- Education: Kentucky State University
- Occupation: IBM Fellow Vice President
- Awards: State Bar of Texas IP Law Co-Inventor (2014) The Society of Women Engineers Spark Award (2016) Women in Technology International Hall of Fame (2018) Women of the Year at Women in IT Awards (2020)

= Rhonda Childress =

American inventor and computer scientist

Rhonda Childress is an IBM Fellow Vice President of GTS (Global Technology Services). She has earned the title of being the first Services woman to be called an IBM Master Inventor, Security Fellow, and the first Fellow from a predominantly African-American college from spending her whole career in SO (Strategic Outsourcing). She was also the first IBM fellow from a Historical Black University. Childress is a prolific inventor with over 200 patents, 130 of which are related to the management of systems, cyber security, mobile, aircraft, and IoT (Internet of Things). In 2018, she was inducted into the WITI (Women in Technology International) Hall of Fame for her efforts in her career at IBM. Childress is one of 25 female IBM fellow in IBM's history.

== Early life ==
One of six children, Childress grew up in Kentucky. Her family's source of income was low due to her father's heart condition and Childress said that her parents "made it very clear if I wanted to go to college, I'd have to find a way to pay for it." Due to her skill in advanced math and computer science, Kentucky State University offered her a full scholarship. During her college career she started her work at General Motors where she received her first opportunity to work on new inventions. She graduated Magma Cum Laude with a Bachelor in Computer Science.

== Career ==
Childress worked with IBM for two summers while going to the Kentucky State University for computer science before she received a job at General Motors in Michigan. Later she moved to McDonnell Douglas, an aerospace company, where she worked until 1993 when IBM received a strategic outsourcing deal, and she moved back to the company she had started in. While raising her two boys, she worked for IBM's clients on the strategy, processing, and servicing of security systems worldwide. While working with IBM Childress designed new firewall data and invented new security that compares the password's strength to the amount of time the password has been used, along with other new ideas she created during this time. She was appointed as the CTO of Security Services, a Fellow of IBM, and Master Inventor. In 2019, 1,096 patents were granted to IBM, and Childress was involved with 32 of them. Over her career, she has been involved with 182 grants. In 2020, Childress was awarded Women of the Year the virtual Women in IT awards.

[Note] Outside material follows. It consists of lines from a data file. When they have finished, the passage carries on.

use async_trait::async_trait;
use tessera_application::{AnnouncementRepository, TaskRepository};
use tessera_core::{AppError, AppResult, CompanyId};
use tessera_domain::{Announcement, AnnouncementId, Task, TaskId, TaskStatus};

use super::rows::{AnnouncementRow, TaskRow, decode};
use super::{PostgresTenancyStore, write_error};

const TASK_COLUMNS: &str = "company_id, task_id, description, priority, assignee, created_by, \
                            starts_at, ends_at, status";

#[async_trait]
impl TaskRepository for PostgresTenancyStore {
    async fn insert_task(&self, task: Task) -> AppResult<()> {
        sqlx::query(
            r#"
            INSERT INTO tasks (
                company_id,
                task_id,
                description,
                priority,
                assignee,
                created_by,
                starts_at,
                ends_at,
                status
            )
            VALUES ($1, $2, $3, $4, $5, $6, $7, $8, $9)
            "#,
        )
        .bind(task.company_id().as_str())
        .bind(task.id().as_str())
        .bind(task.description().as_str())
        .bind(i64::from(task.priority()))
        .bind(task.assignee().as_str())
        .bind(task.created_by().as_str())
        .bind(task.starts_at().as_nanos())
        .bind(task.ends_at().as_nanos())
        .bind(task.status().as_str())
        .execute(&self.pool)
        .await
        .map_err(|error| {
            write_error(
                error,
                "insert task",
                &format!("task '{}' already exists", task.id()),
            )
        })?;

        Ok(())
    }

    async fn update_task(&self, task: Task) -> AppResult<()> {
        let result = sqlx::query(
            r#"
            UPDATE tasks
            SET description = $3, priority = $4, status = $5
            WHERE company_id = $1 AND task_id = $2
            "#,
        )
        .bind(task.company_id().as_str())
        .bind(task.id().as_str())
        .bind(task.description().as_str())
        .bind(i64::from(task.priority()))
        .bind(task.status().as_str())
        .execute(&self.pool)
        .await
        .map_err(|error| AppError::Internal(format!("failed to update task: {error}")))?;

        if result.rows_affected() == 0 {
            return Err(AppError::NotFound(format!("task '{}' not found", task.id())));
        }

        Ok(())
    }

    async fn delete_task(&self, company_id: &CompanyId, task_id: &TaskId) -> AppResult<()> {
        let result = sqlx::query("DELETE FROM tasks WHERE company_id = $1 AND task_id = $2")
            .bind(company_id.as_str())
            .bind(task_id.as_str())
            .execute(&self.pool)
            .await
            .map_err(|error| AppError::Internal(format!("failed to delete task: {error}")))?;

        if result.rows_affected() == 0 {
            return Err(AppError::NotFound(format!("task '{task_id}' not found")));
        }

        Ok(())
    }

    async fn find_task(
        &self,
        company_id: &CompanyId,
        task_id: &TaskId,
    ) -> AppResult<Option<Task>> {
        let row = sqlx::query_as::<_, TaskRow>(&format!(
            "SELECT {TASK_COLUMNS} FROM tasks WHERE company_id = $1 AND task_id = $2"
        ))
        .bind(company_id.as_str())
        .bind(task_id.as_str())
        .fetch_optional(&self.pool)
        .await
        .map_err(|error| AppError::Internal(format!("failed to find task: {error}")))?;

        row.map(|row| decode("task", Task::try_from(row)))
            .transpose()
    }

    async fn list_tasks(
        &self,
        company_id: &CompanyId,
        status: Option<TaskStatus>,
    ) -> AppResult<Vec<Task>> {
        let rows = sqlx::query_as::<_, TaskRow>(&format!(
            "SELECT {TASK_COLUMNS} FROM tasks \
             WHERE company_id = $1 AND ($2::TEXT IS NULL OR status = $2) \
             ORDER BY task_id"
        ))
        .bind(company_id.as_str())
        .bind(status.map(|status| status.as_str()))
        .fetch_all(&self.pool)
        .await
        .map_err(|error| AppError::Internal(format!("failed to list tasks: {error}")))?;

        rows.into_iter()
            .map(|row| decode("task", Task::try_from(row)))
            .collect()
    }
}

#[async_trait]
impl AnnouncementRepository for PostgresTenancyStore {
    async fn insert_announcement(&self, announcement: Announcement) -> AppResult<()> {
        sqlx::query(
            r#"
            INSERT INTO announcements (
                company_id,
                announcement_id,
                content,
                target_role,
                created_at,
                created_by
            )
            VALUES ($1, $2, $3, $4, $5, $6)
            "#,
        )
        .bind(announcement.company_id.as_str())
        .bind(announcement.id.as_str())
        .bind(announcement.content.as_str())
        .bind(announcement.target_role.map(|role| role.as_str()))
        .bind(announcement.created_at.as_nanos())
        .bind(announcement.created_by.as_str())
        .execute(&self.pool)
        .await
        .map_err(|error| {
            write_error(
                error,
                "insert announcement",
                &format!("announcement '{}' already exists", announcement.id),
            )
        })?;

        Ok(())
    }

    async fn delete_announcement(
        &self,
        company_id: &CompanyId,
        announcement_id: &AnnouncementId,
    ) -> AppResult<()> {
        let result = sqlx::query(
            "DELETE FROM announcements WHERE company_id = $1 AND announcement_id = $2",
        )
        .bind(company_id.as_str())
        .bind(announcement_id.as_str())
        .execute(&self.pool)
        .await
        .map_err(|error| AppError::Internal(format!("failed to delete announcement: {error}")))?;

        if result.rows_affected() == 0 {
            return Err(AppError::NotFound(format!(
                "announcement '{announcement_id}' not found"
            )));
        }

        Ok(())
    }

    async fn list_announcements(&self, company_id: &CompanyId) -> AppResult<Vec<Announcement>> {
        let rows = sqlx::query_as::<_, AnnouncementRow>(
            r#"
            SELECT company_id, announcement_id, content, target_role, created_at, created_by
            FROM announcements
            WHERE company_id = $1
            ORDER BY created_at DESC, announcement_id
            "#,
        )
        .bind(company_id.as_str())
        .fetch_all(&self.pool)
        .await
        .map_err(|error| AppError::Internal(format!("failed to list announcements: {error}")))?;

        rows.into_iter()
            .map(|row| decode("announcement", Announcement::try_from(row)))
            .collect()
    }
}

Childress and her colleagues were granted a patent on their idea to track and organize travel supplies. Childress enjoys working with her hands using tools. In recent years, the electric table saw was her newest invention. When not working, Childress works on perfecting her competition chili recipe.

==Conferences attended==
She attended
2018 Medical Innovation Summit
Medical Innovation Summit brings together thought leaders and their passion about healthcare.
Columbus, Ohio, United States
Event Type Conference
Industry Health Care, Medical

== Awards ==
Childress was awarded the title of Co-Inventor of the Year in 2014 by the State Bar of Texas IP Law. Two years later in 2016, she was honored by The Society of Women Engineers and selected for the Spark Award for her individual contributions of mentoring women through her volunteer work. Childress was inducted into the Women in Technology International in 2018 for her service at IBM, her advocacy for the advancement of women and minorities in the technology industry, and her awards over the years.